COMUNE DI CAPOLONA-CASTIGLION FIBOCCHI, FUSIONE

Comunicato stampa

 SALA COMUNALE DI CAPOLONA AFFOLLATA PER LA FUSIONE CON CASTIGLION FIBOCCHI.

Assemblea con la presenza degli Amministratori dei due comuni. Interessanti i benefici e gli incentivi.

A Capolona si è svolta nei giorni scorsi una assemblea pubblica dove è stata discussa la proposta di fusione avanzata alla Regione Toscana dai Consigli comunali di Capolona e Castiglion Fibocchi. La richiesta prevede la consultazione dei cittadini attraverso un Referendum da indire entro la prossima primavera. Se la volontà dei cittadini dei due comuni sarà per la fusione, le elezioni per il nuovo comune, che si chiamerà “Capolona Castiglion Fibocchi”, avverranno nella primavera del 2017.

Durante la Assemblea, molto partecipata, i sindaci, Ciolfi e Montanaro, hanno sottolineato come la proposta di fusione vada nella direzione della “buona amministrazione”: le riforme istituzionali di questi mesi impongono nuove dimensioni dei comuni per rispondere efficacemente alle esigenze ed aspettative dei territori. E’ necessario calmierare la pressione delle imposte comunali e delle tariffe sulle famiglie e imprese. La fusione apre una prospettiva impegnativa per tutto il territorio dei due comuni: presente e futuro chiedono orizzonti ampi, sguardo lungo, capacità di attirare investimenti e creare nuove occasioni di lavoro, nuovi e più qualificati servizi per rendere ambita la residenza.

“Fra le due comunità già da adesso c’è pari dignità che salva le identità per farle un fattore di crescita comune, non di ostacolo: l’identità non può essere trasformata in zavorra per miopi calcoli da cortile, ha sottolineato il Sindaco Ciolfi. “L’identità è certamente un bel valore, ma racchiude in sé la conservazione. La diversità ha in sé ricchezza. E’ da essa, dal ragionamento e dal confronto che scaturiscono le idee migliori, ha ricordato il Sindaco Montanaro.

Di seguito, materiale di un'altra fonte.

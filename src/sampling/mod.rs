//! Secure random sampling.
//!
//! This module provides the cryptographically secure random source
//! used for password draws and the bias-free mapping from raw random
//! words to alphabet indices.
//!
//! # Security Model
//!
//! - Every draw comes from a CSPRNG seeded with OS entropy
//! - Sampling entry points are bounded on `RngCore + CryptoRng`, so a
//!   general-purpose or constant-seeded PRNG cannot be plugged in
//! - Index mapping uses rejection sampling, never a bare modulus, so
//!   each alphabet index is exactly equally likely

mod secure;
mod uniform;

pub use secure::SecureRng;
pub use uniform::uniform_index;
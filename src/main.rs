//! Passforge CLI
//!
//! Command-line surface over the generation and classification
//! library. The generated password is the only thing written to
//! stdout; diagnostics and strength output go to stderr so the
//! password stays pipeable.

use clap::{Parser, Subcommand};
use passforge::{
    classify, score, CharacterClass, ClassSet, FileConfig, GenerationRequest, PasswordGenerator,
};
use std::path::PathBuf;

/// passforge - Secure password generation with guaranteed class coverage.
///
/// Generates passwords from a cryptographically secure random source and
/// classifies password strength with a fixed structural heuristic.
#[derive(Parser, Debug)]
#[command(author, version, long_about = None)]
#[command(arg_required_else_help(true))]
#[command(propagate_version = true)]
struct CliArgs {
    #[clap(subcommand)]
    command: Command,
}

#[derive(Subcommand, Debug)]
enum Command {
    /// Generate a password.
    ///
    /// Class flags select which character classes to include; with no class flag, the configured defaults apply (all four classes).
    Generate(GenerateArgs),

    /// Classify the strength of an existing password.
    Classify(ClassifyArgs),
}

/// Arguments specific to the `generate` subcommand.
#[derive(Parser, Debug)]
struct GenerateArgs {
    /// Password length (default from config, 16 out of the box).
    #[clap(short, long)]
    length: Option<usize>,

    /// Include ASCII uppercase letters (A-Z).
    #[clap(long)]
    uppercase: bool,

    /// Include ASCII lowercase letters (a-z).
    #[clap(long)]
    lowercase: bool,

    /// Include ASCII digits (0-9).
    #[clap(long)]
    digits: bool,

    /// Include punctuation symbols.
    #[clap(long)]
    symbols: bool,

    /// Path to a TOML file with generation defaults.
    #[clap(short, long)]
    config: Option<PathBuf>,

    /// Report the strength of the generated password on stderr.
    #[clap(long)]
    show_strength: bool,
}

/// Arguments specific to the `classify` subcommand.
#[derive(Parser, Debug)]
struct ClassifyArgs {
    /// The password to classify.
    password: String,
}

fn main() {
    // Initialize logging; stderr keeps stdout clean for the password.
    tracing_subscriber::fmt()
        .with_env_filter(
            tracing_subscriber::EnvFilter::from_default_env()
                .add_directive(tracing::Level::WARN.into()),
        )
        .with_writer(std::io::stderr)
        .init();

    let args = CliArgs::parse();

    match args.command {
        Command::Generate(args) => run_generate(args),
        Command::Classify(args) => run_classify(args),
    }
}

fn run_generate(args: GenerateArgs) {
    let defaults = match &args.config {
        Some(path) => match FileConfig::from_file(path) {
            Ok(config) => config.defaults,
            Err(e) => {
                eprintln!("Failed to load config {}: {}", path.display(), e);
                std::process::exit(1);
            }
        },
        None => Default::default(),
    };

    let length = args.length.unwrap_or(defaults.length);
    let classes = selected_classes(&args).unwrap_or_else(|| defaults.classes());

    let request = match GenerationRequest::new(length, classes) {
        Ok(request) => request,
        Err(e) => {
            eprintln!("Invalid request: {}", e);
            std::process::exit(1);
        }
    };

    let mut generator = PasswordGenerator::new();
    let password = match generator.generate(&request) {
        Ok(password) => password,
        Err(e) => {
            eprintln!("Generation failed: {}", e);
            std::process::exit(1);
        }
    };

    println!("{}", password.as_str());

    if args.show_strength {
        eprintln!(
            "strength: {} (score {}/6)",
            classify(password.as_str()),
            score(password.as_str())
        );
    }
}

fn run_classify(args: ClassifyArgs) {
    println!(
        "{} (score {}/6)",
        classify(&args.password),
        score(&args.password)
    );
}

/// Returns the class set named by the include flags, or `None` when no
/// flag was given so the configured defaults take over.
fn selected_classes(args: &GenerateArgs) -> Option<ClassSet> {
    let mut classes = ClassSet::EMPTY;
    if args.uppercase {
        classes.insert(CharacterClass::Uppercase);
    }
    if args.lowercase {
        classes.insert(CharacterClass::Lowercase);
    }
    if args.digits {
        classes.insert(CharacterClass::Digit);
    }
    if args.symbols {
        classes.insert(CharacterClass::Symbol);
    }

    if classes.is_empty() {
        None
    } else {
        Some(classes)
    }
}
//! Structural strength scoring.

/// Coarse strength tier for a password.
#[derive(Debug, Clone, Copy, PartialEq, Eq, PartialOrd, Ord)]
pub enum StrengthTier {
    /// Score 0-2: short or structurally monotonous.
    Weak,
    /// Score 3-4: decent length or mixed content, not both.
    Medium,
    /// Score 5-6: long and mixed across character kinds.
    Strong,
}

impl std::fmt::Display for StrengthTier {
    fn fmt(&self, f: &mut std::fmt::Formatter<'_>) -> std::fmt::Result {
        let name = match self {
            StrengthTier::Weak => "weak",
            StrengthTier::Medium => "medium",
            StrengthTier::Strong => "strong",
        };
        f.write_str(name)
    }
}

/// Computes the structural score of a password, 0 to 6.
///
/// One point each for: length of at least 8, length of at least 12 (the
/// two length checks accumulate), an ASCII uppercase letter, an ASCII
/// lowercase letter, an ASCII digit, and any character outside the
/// ASCII alphanumerics. The predicates are ASCII-scoped; an accented
/// letter earns only the last point. Length is counted in characters.
pub fn score(password: &str) -> u8 {
    let length = password.chars().count();
    let mut score = 0;

    if length >= 8 {
        score += 1;
    }
    if length >= 12 {
        score += 1;
    }
    if password.chars().any(|c| c.is_ascii_uppercase()) {
        score += 1;
    }
    if password.chars().any(|c| c.is_ascii_lowercase()) {
        score += 1;
    }
    if password.chars().any(|c| c.is_ascii_digit()) {
        score += 1;
    }
    if password.chars().any(|c| !c.is_ascii_alphanumeric()) {
        score += 1;
    }

    score
}

/// Maps a password to its strength tier.
///
/// Total over any string: the empty string scores 0 and classifies as
/// [`StrengthTier::Weak`]. "No password yet" is a caller-side state,
/// not a tier.
pub fn classify(password: &str) -> StrengthTier {
    match score(password) {
        0..=2 => StrengthTier::Weak,
        3..=4 => StrengthTier::Medium,
        _ => StrengthTier::Strong,
    }
}
//! Password strength classification.
//!
//! A coarse structural heuristic, not an entropy estimate. The scoring
//! rules and tier thresholds are fixed; callers display the tier, they
//! do not tune it.

mod classifier;

pub use classifier::{classify, score, StrengthTier};
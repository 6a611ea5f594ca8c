//! ChaCha-based secure random source.
//!
//! Wraps the standard ChaCha20 CSPRNG seeded from OS entropy. The
//! wrapper exists so the rest of the crate depends on one named source
//! whose construction is known to be safe for password material,
//! rather than on whatever generator happens to be in scope.

use rand_chacha::ChaCha20Rng;
use rand_core::{CryptoRng, RngCore, SeedableRng};

/// A cryptographically secure random source for password draws.
///
/// Backed by ChaCha20, seeded from the operating system entropy source.
/// Each instance is independent; creating one per generator keeps the
/// type `Send` without any process-wide locking.
pub struct SecureRng {
    inner: ChaCha20Rng,
}

impl SecureRng {
    /// Creates a new source seeded from OS entropy.
    pub fn from_os_entropy() -> Self {
        let mut seed = [0u8; 32];
        rand_core::OsRng.fill_bytes(&mut seed);

        Self {
            inner: ChaCha20Rng::from_seed(seed),
        }
    }

    /// Creates a source from a known seed (for testing only).
    #[cfg(test)]
    pub(crate) fn from_seed_for_testing(seed: [u8; 32]) -> Self {
        Self {
            inner: ChaCha20Rng::from_seed(seed),
        }
    }
}

impl Default for SecureRng {
    fn default() -> Self {
        Self::from_os_entropy()
    }
}

impl RngCore for SecureRng {
    fn next_u32(&mut self) -> u32 {
        self.inner.next_u32()
    }

    fn next_u64(&mut self) -> u64 {
        self.inner.next_u64()
    }

    fn fill_bytes(&mut self, dest: &mut [u8]) {
        self.inner.fill_bytes(dest);
    }

    fn try_fill_bytes(&mut self, dest: &mut [u8]) -> Result<(), rand_core::Error> {
        self.inner.try_fill_bytes(dest)
    }
}

// ChaCha20 is a stream cipher; its keystream is safe for secrets.
impl CryptoRng for SecureRng {}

Il Sindaco di Capolona ha anche anticipato una domanda che aleggia in queste settimane fra la cittadinanza, e ha ricordato le iniziative prese per coinvolgere il Comune di Subbiano in questo progetto: “abbiamo però dovuto constatare, con rammarico, che Subbiano ha in questo momento altre priorità; il mio auspicio è che in un prossimo futuro alcune nubi possano diradarsi, ha sottolineato Ciolfi.

I benefici e gli incentivi per la fusione dei comuni sono a termine, cessano infatti nel 2016 e sarebbe da irresponsabili non “approfittarne” soprattutto per le ricadute che avranno sul territorio, sulle famiglie e imprese: ci sarà la sospensione per 5 anni del patto di stabilità; per 10 anni aumento del 20% dei trasferimenti dello Stato al 2010 (prima del Governo Monti!); 250 mila euro a comune per 5 anni da parte della Regione Toscana. “Questi sono benefici ed incentivi che possono attivare investimenti importanti nel territorio dei due comuni: nessuno finora ci ha spiegato i motivi perché dovremmo farne a meno” hanno concluso i due Sindaci.